Adrienne smiled. “You must be the Yannicks.” She snapped up two menus and a wine list. “Follow me.” She led them to table four and stood aside as Mr. Yannick buckled William into the high chair. William was angelic. He chewed the top of his fire truck. “Caren will be your server tonight,” Adrienne said. “Enjoy your meal.”

Five minutes later, Caren stormed the podium. “I hate you.”

“I’m sorry. They’re sorry. They couldn’t find a sitter.”

“I don’t like babies,” Caren said. “Or toddlers. Or children in preschool.”

“But he’s cute,” Adrienne said.

“I don’t like anyone who isn’t old enough to drink,” Caren said.

“At least he’s well-behaved,” Adrienne said.

“They gave him a sugar packet to play with, which he spilled all over the tablecloth. And he got into the mother’s water. They asked for doughnuts ‘right away,’ but the kitchen isn’t making doughnuts tonight. Too hot. They asked for a plastic cup with a top. It seems they forgot his at home. Already it’s too much work. Why didn’t you refer them to the Sea Grille? It’s perfect for families.”

“I’m sorry,” Adrienne said. “I’ll take care of it.”

But because Thatcher was gone, Adrienne had to seat fifteen more tables, open wine, run chips and dip, and answer the phone. She went to the bar to pick up her champagne and Duncan was so in the weeds that he couldn’t pour it. “Get it yourself,” he said. “You know how.”

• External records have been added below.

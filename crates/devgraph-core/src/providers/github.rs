// GitHub provider implementation - bridges API client with DataProvider trait
use async_trait::async_trait;
use devgraph_api::{
    ClientConfig, GitHubClient, GitHubEvent, GitHubLanguages, GitHubOwner, GitHubRepo, GitHubUser,
};

use crate::{
    models::{Event, LanguageHistogram, Owner, Profile, RepositorySummary},
    provider::DataProvider,
    Result,
};

/// Wrapper around GitHubClient that implements DataProvider
pub struct GitHubProvider {
    client: GitHubClient,
}

impl GitHubProvider {
    pub fn new(config: ClientConfig) -> Result<Self> {
        Ok(Self {
            client: GitHubClient::with_config(config)?,
        })
    }
}

#[async_trait]
impl DataProvider for GitHubProvider {
    async fn user(&self, login: &str) -> Result<Profile> {
        Ok(github_to_profile(self.client.user(login).await?))
    }

    async fn following(&self, login: &str, page: u32) -> Result<Vec<Profile>> {
        let users = self.client.following(login, page).await?;
        Ok(users.into_iter().map(github_to_profile).collect())
    }

    async fn followers(&self, login: &str, page: u32) -> Result<Vec<Profile>> {
        let users = self.client.followers(login, page).await?;
        Ok(users.into_iter().map(github_to_profile).collect())
    }

    async fn repos(&self, login: &str, page: u32) -> Result<Vec<RepositorySummary>> {
        let repos = self.client.repos(login, page).await?;
        Ok(repos.into_iter().map(github_to_repo).collect())
    }

    async fn starred(&self, login: &str, page: u32) -> Result<Vec<RepositorySummary>> {
        let repos = self.client.starred(login, page).await?;
        Ok(repos.into_iter().map(github_to_repo).collect())
    }

    async fn repo(&self, owner: &str, name: &str) -> Result<RepositorySummary> {
        Ok(github_to_repo(self.client.repo(owner, name).await?))
    }

    async fn languages(&self, owner: &str, name: &str) -> Result<LanguageHistogram> {
        Ok(github_to_histogram(self.client.languages(owner, name).await?))
    }

    async fn events(&self, login: &str) -> Result<Vec<Event>> {
        let events = self.client.events(login).await?;
        Ok(events.into_iter().map(github_to_event).collect())
    }

    async fn search_users(&self, query: &str) -> Result<Vec<Profile>> {
        let users = self.client.search_users(query).await?;
        Ok(users.into_iter().map(github_to_profile).collect())
    }
}

/// Convert GitHub API user to our internal Profile model
fn github_to_profile(user: GitHubUser) -> Profile {
    Profile {
        id: user.id,
        login: user.login,
        name: user.name,
        avatar_url: user.avatar_url,
        html_url: user.html_url,
        followers: user.followers,
        following: user.following,
        public_repos: user.public_repos,
        total_private_repos: user.total_private_repos,
        bio: user.bio,
        location: user.location,
        company: user.company,
        blog: user.blog,
        email: user.email,
        created_at: user.created_at,
    }
}

fn github_to_owner(owner: GitHubOwner) -> Owner {
    Owner {
        login: owner.login,
        avatar_url: owner.avatar_url,
    }
}

/// Convert GitHub API repository to our internal RepositorySummary model
fn github_to_repo(repo: GitHubRepo) -> RepositorySummary {
    RepositorySummary {
        id: repo.id,
        name: repo.name,
        full_name: repo.full_name,
        owner: github_to_owner(repo.owner),
        description: repo.description,
        html_url: repo.html_url,
        stargazers_count: repo.stargazers_count,
        forks_count: repo.forks_count,
        language: repo.language,
        updated_at: repo.updated_at,
    }
}

fn github_to_histogram(languages: GitHubLanguages) -> LanguageHistogram {
    languages.0.into_iter().collect()
}

fn github_to_event(event: GitHubEvent) -> Event {
    Event {
        id: event.id,
        kind: event.kind,
        created_at: event.created_at,
    }
}

#[cfg(test)]
mod tests {
    use super::*;
    use crate::tags::derive_technology_tags;

    #[test]
    fn test_histogram_conversion_keeps_order() {
        let languages: GitHubLanguages =
            serde_json::from_str(r#"{"JavaScript": 800, "TypeScript": 200}"#).unwrap();

        let histogram = github_to_histogram(languages);
        assert_eq!(derive_technology_tags(&histogram), vec!["JS", "TS"]);
    }

    #[test]
    fn test_repo_conversion() {
        let repo: GitHubRepo = serde_json::from_str(
            r#"{
                "id": 10,
                "name": "linux",
                "full_name": "torvalds/linux",
                "owner": {"login": "torvalds", "avatar_url": "https://a/1"},
                "description": null,
                "html_url": "https://github.com/torvalds/linux",
                "stargazers_count": 170000,
                "forks_count": 50000,
                "language": "C",
                "updated_at": "2024-05-01T00:00:00Z"
            }"#,
        )
        .unwrap();

        let summary = github_to_repo(repo);
        assert_eq!(summary.owner.login, "torvalds");
        assert_eq!(summary.stargazers_count, 170000);
        assert_eq!(summary.language.as_deref(), Some("C"));
        assert!(summary.description.is_none());
    }

    #[test]
    fn test_profile_conversion() {
        let user: GitHubUser = serde_json::from_str(
            r#"{"id": 1, "login": "octocat", "followers": 9000, "company": "@github"}"#,
        )
        .unwrap();

        let profile = github_to_profile(user);
        assert_eq!(profile.followers, 9000);
        assert_eq!(profile.company.as_deref(), Some("@github"));
        assert_eq!(profile.avatar_url, "");
    }

    #[test]
    fn test_provider_builds_from_default_config() {
        assert!(GitHubProvider::new(ClientConfig::default()).is_ok());
    }
}
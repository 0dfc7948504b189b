use chrono::{DateTime, Utc};
use serde::{Deserialize, Serialize};
use std::cmp::Ordering;
use std::collections::HashSet;

use crate::models::{HasId, Profile, RepositorySummary};

/// How many recommendations a list is cut down to
pub const MAX_RECOMMENDATIONS: usize = 10;

const REASON_SEPARATOR: &str = " | ";

/// A ranked suggestion with a human-readable why
#[derive(Debug, Clone, Serialize, Deserialize, PartialEq)]
pub struct Recommendation<T> {
    pub entity: T,
    pub reason: String,
    pub score: f64,
}

/// Accumulates score and reason fragments for one candidate
#[derive(Debug, Default)]
struct Scorecard {
    score: f64,
    reasons: Vec<String>,
}

impl Scorecard {
    fn add(&mut self, points: f64, reason: impl Into<String>) {
        self.score += points;
        self.reasons.push(reason.into());
    }

    fn into_recommendation<T>(self, entity: T) -> Option<Recommendation<T>> {
        if self.score > 0.0 {
            Some(Recommendation {
                entity,
                reason: self.reasons.join(REASON_SEPARATOR),
                score: self.score,
            })
        } else {
            None
        }
    }
}

/// Highest score first, ties in input order, top N
fn rank<T>(mut recommendations: Vec<Recommendation<T>>) -> Vec<Recommendation<T>> {
    recommendations.sort_by(|a, b| b.score.partial_cmp(&a.score).unwrap_or(Ordering::Equal));
    recommendations.truncate(MAX_RECOMMENDATIONS);
    recommendations
}

/// Developers worth following that the viewer isn't connected to yet
///
/// Candidates the viewer follows, is followed by, or is, are skipped outright.
/// The "followed by people you follow" signal is a proxy: we don't have the
/// followings of everyone the viewer follows, so a candidate with more than
/// 100 followers is assumed to be followed by someone in the viewer's network
/// (as long as the viewer follows anybody at all).
pub fn recommend_developers(
    viewer: &Profile,
    following: &[Profile],
    followers: &[Profile],
    candidates: &[Profile],
) -> Vec<Recommendation<Profile>> {
    let following_ids: HashSet<u64> = following.iter().map(HasId::id).collect();
    let follower_ids: HashSet<u64> = followers.iter().map(HasId::id).collect();

    let recommendations = candidates
        .iter()
        .filter(|c| {
            !following_ids.contains(&c.id) && !follower_ids.contains(&c.id) && c.id != viewer.id
        })
        .filter_map(|candidate| {
            let mut card = Scorecard::default();

            if !following.is_empty() && candidate.followers > 100 {
                card.add(0.3, "Followed by developers you follow");
            }

            if candidate.followers > 500 {
                card.add(0.2, "Popular developer");
            }

            if candidate.public_repos > 20 {
                card.add(0.2, "Active developer");
            }

            card.into_recommendation(candidate.clone())
        })
        .collect();

    rank(recommendations)
}

/// Repositories the viewer hasn't starred yet, scored against the current time
pub fn recommend_repositories(
    viewer_starred: &[RepositorySummary],
    candidates: &[RepositorySummary],
) -> Vec<Recommendation<RepositorySummary>> {
    recommend_repositories_at(viewer_starred, candidates, Utc::now())
}

/// Same as [`recommend_repositories`] with an explicit "now"
pub fn recommend_repositories_at(
    viewer_starred: &[RepositorySummary],
    candidates: &[RepositorySummary],
    now: DateTime<Utc>,
) -> Vec<Recommendation<RepositorySummary>> {
    let starred_ids: HashSet<u64> = viewer_starred.iter().map(HasId::id).collect();

    let recommendations = candidates
        .iter()
        .filter(|repo| !starred_ids.contains(&repo.id))
        .filter_map(|repo| {
            let mut card = Scorecard::default();

            if repo.stargazers_count > 1000 {
                card.add(0.3, "Popular project");
            } else if repo.stargazers_count > 100 {
                card.add(0.2, "Quality project");
            }

            let days_since_update = (now - repo.updated_at).num_seconds() as f64 / 86_400.0;
            if days_since_update < 30.0 {
                card.add(0.2, "Recently active");
            }

            if let Some(language) = repo.language.as_deref().filter(|l| !l.is_empty()) {
                card.add(0.1, format!("{} project", language));
            }

            card.into_recommendation(repo.clone())
        })
        .collect();

    rank(recommendations)
}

Adrienne didn’t have time. She raced over to check on table four. William was gnawing on a piece of pretzel bread and there were little bits of pretzel bread all over the floor. And the floor was wet. Adrienne nearly slipped.

“Whoa,” she said.

“Sorry,” Mrs. Yannick said. She was valiantly trying to keep William occupied by reading a small, sturdy book called Jamberry. Mr. Yannick studied the wine list. Adrienne bent down to pick up the pieces of bread. The floor underneath the high chair was soaked.

“Please don’t worry about the mess,” Mr. Yannick said. “We’ll get it before we go.”

“William spilled his water,” Mrs. Yannick said. “We’re very sorry. Our waitress couldn’t find a plastic cup with a top.”

“I’ll look in the back,” Adrienne said. “Have you placed your order?”

Mr. Yannick looked at his wife. “What are you getting, honey?”

Mrs. Yannick slapped Jamberry down on the table. “I haven’t exactly had a chance to read the menu.”

William threw his pretzel bread and it landed in Mr. Yannick’s water. Mr. Yannick laughed and fished it out.

“I’ll get you fresh water,” Adrienne said. She glanced about the dining room. Were people staring? William pushed himself up by the arms in an attempt to launch himself from his high chair.

“All done,” he said.

“You are not all done,” Mrs. Yannick said. “We haven’t even started.” She wiped the gummy bread from around William’s mouth with her napkin and this made him angrier. “Just order me the steak, Carl. Steak, rare, nothing to start. He won’t make it through two courses.”

“Honey…”

“Honey, what?”

“What was the point of coming if…”

“If you can’t order the foie gras? Fine, order the foie gras. I’ll take William out to the parking lot and you can eat it in peace.”

“Honey…”

“Let me get you the water,” Adrienne said.

“All done!” William said in a more insistent voice. He kicked his feet against the underside of the table and then swept Jamberry to the floor where it landed in the puddle.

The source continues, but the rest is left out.